C’est ce qui était inscrit dans un manuel d’instruction militaire top secret préconisant l’emploi de méthodes comme le terrorisme pour combattre le communisme. Après avoir pris en compte toutes ces manipulations extérieures dans des buts politiques servant les intérêts des États-Unis en guerre froide, nous pouvons mieux aborder l’affaire Mohamed Merah, soupçonné d’être manipulé par les renseignements généraux français. Cette affaire qui a débouché vers une bifurcation politique et idéologique à la fois curieuse et attendue, radicalement pro-israélienne et cherchant une justification aux yeux du monde du sionisme, qu’on peut déduire en regardant le discours de Benyamin Netanyahu venu à Toulouse prêcher classiquement la survie d’Israël, où il a fait entre autres le lien entre Merah et la Shoah : « Les Nazis ont tué sur le sol européen plus d’un million d’enfants juifs. Et ici en 2012, à Toulouse, un assassin qui était animé par la même haine a assassiné trois enfants juifs et leur père ».

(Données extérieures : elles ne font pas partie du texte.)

//! Alternating turn invariant: players alternate X, O, X, O, ...

use super::super::{Player, Session, STARTING_PLAYER};
use super::Invariant;

/// Invariant: Players alternate turns.
///
/// Move history must show X, O, X, O, ... and, while the game is in
/// progress, the player to move must follow the last mover. Mark counts
/// on the board must agree with that order.
pub struct AlternatingTurnInvariant;

impl Invariant<Session> for AlternatingTurnInvariant {
    fn holds(session: &Session) -> bool {
        let history = session.history();

        if let Some(first) = history.first()
            && first.player != STARTING_PLAYER
        {
            return false;
        }

        if history.windows(2).any(|w| w[0].player == w[1].player) {
            return false;
        }

        let x = session.board().count(Player::X);
        let o = session.board().count(Player::O);
        if x != o && x != o + 1 {
            return false;
        }

        match history.last() {
            None => *session.to_move() == STARTING_PLAYER,
            Some(last) if session.outcome().is_terminal() => *session.to_move() == last.player,
            Some(last) => *session.to_move() == last.player.opponent(),
        }
    }

    fn description() -> &'static str {
        "Players alternate turns (X, O, X, O, ...)"
    }
}
//! Command-line interface for the tic-tac-toe binary.

use clap::{Parser, Subcommand};
use std::path::PathBuf;
use tictactoe_minimax::{GameMode, Player};

/// Tic-tac-toe with a computer opponent that never loses
#[derive(Parser, Debug)]
#[command(name = "tictactoe")]
#[command(about = "Tic-tac-toe with a perfect-play computer opponent", long_about = None)]
#[command(version)]
pub struct Cli {
    /// Subcommand to run
    #[command(subcommand)]
    pub command: Command,
}

/// Available commands
#[derive(Subcommand, Debug)]
pub enum Command {
    /// Play in the terminal
    Play {
        /// Starting mode: two-player or vs-computer (overrides the config file)
        #[arg(long)]
        mode: Option<GameMode>,

        /// Mark played by the computer: x or o
        #[arg(long)]
        computer: Option<Player>,

        /// Pause before the computer's move, in milliseconds
        #[arg(long)]
        delay_ms: Option<u64>,

        /// Keep win tallies when the board is reset
        #[arg(long)]
        keep_scores: bool,

        /// Path to the TOML config file (optional)
        #[arg(short, long, default_value = "tictactoe.toml")]
        config: PathBuf,
    },

    /// Print the move the computer would play on a board
    BestMove {
        /// Nine squares in row-major order: X, O, and '.', '-' or '_' for empty
        board: String,

        /// Side to move (inferred from mark counts if omitted)
        #[arg(long)]
        to_move: Option<Player>,

        /// Mark the search maximizes for
        #[arg(long, default_value = "o")]
        computer: Player,

        /// Print JSON instead of text
        #[arg(long)]
        json: bool,
    },

    /// Classify a board as won, drawn or in progress
    Evaluate {
        /// Nine squares in row-major order: X, O, and '.', '-' or '_' for empty
        board: String,

        /// Print JSON instead of text
        #[arg(long)]
        json: bool,
    },
}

On peut aussi les déduire dans les propos en off d’un François Hollande flegmatiquement agacé, rapportés par le Canard enchaîné après le discours de Netanyahu auquel il avait assisté : « Netanyahu était venu faire campagne en France, on le savait. Son déplacement était prévu en deux temps à Toulouse : recueillement puis discours. Comme j’étais là, il a un peu resserré son discours. Mais ce n’était pas bien de transformer cette cérémonie en meeting électoral. »

Monter différentes communautés d’une population les uns contre les autres pour servir les intérêts du sionisme : voilà un but qu’on pourrait déduire de tout ce qui se passe aujourd’hui en Europe avec la montée du racisme antimusulman, et en Tunisie et en Égypte avec le faux problème islam vs laïcité.

Lorsque nous nous tournons vers la Tunisie, et en prenant en compte certaines révélations institutionnelles et journalistiques qui sont venues après le meurtre de Brahmi, nous apprenons deux informations capitales :

  1. Boubaker Al Hakim est l’un des tueurs incriminés dans le meurtre de Mohamed Brahmi.
  2. Boubaker Al Hakim était en relation, lorsqu’il était en France, avec le frère de Mohamed Merah.

Le mode opératoire de Merah et des tueurs de Belaïd, dont fait partie Boubaker, sont étrangement semblables : tuer de sang froid par balles en scooter. La complaisance du gouvernement Nahdha et même sa complicité dans les meurtres par un réseau d’infiltrations n’est plus à prouver après différentes enquêtes de Nawaat.

Les questions qu’on peut légitimement se poser et sur lesquelles il serait intéressant d’enquêter sont :

–  Quels rapports aujourd’hui entre les actes de cellules jihadistes combattant en Syrie et en Tunisie et une sorte de néo-armée secrète de l’OTAN ?

– Quelles sont les relations exactes entre le frère de Merah et Boubaker Al Hakim ?

– Dans quelles circonstances Boubaker Al Hakim a-t-il été extradé depuis la France jusqu’en Tunisie ?

– Quel intérêt pour Nahdha à collaborer avec des services secrets extérieurs dans le cadre d’une éventuelle stratégie de la tension ?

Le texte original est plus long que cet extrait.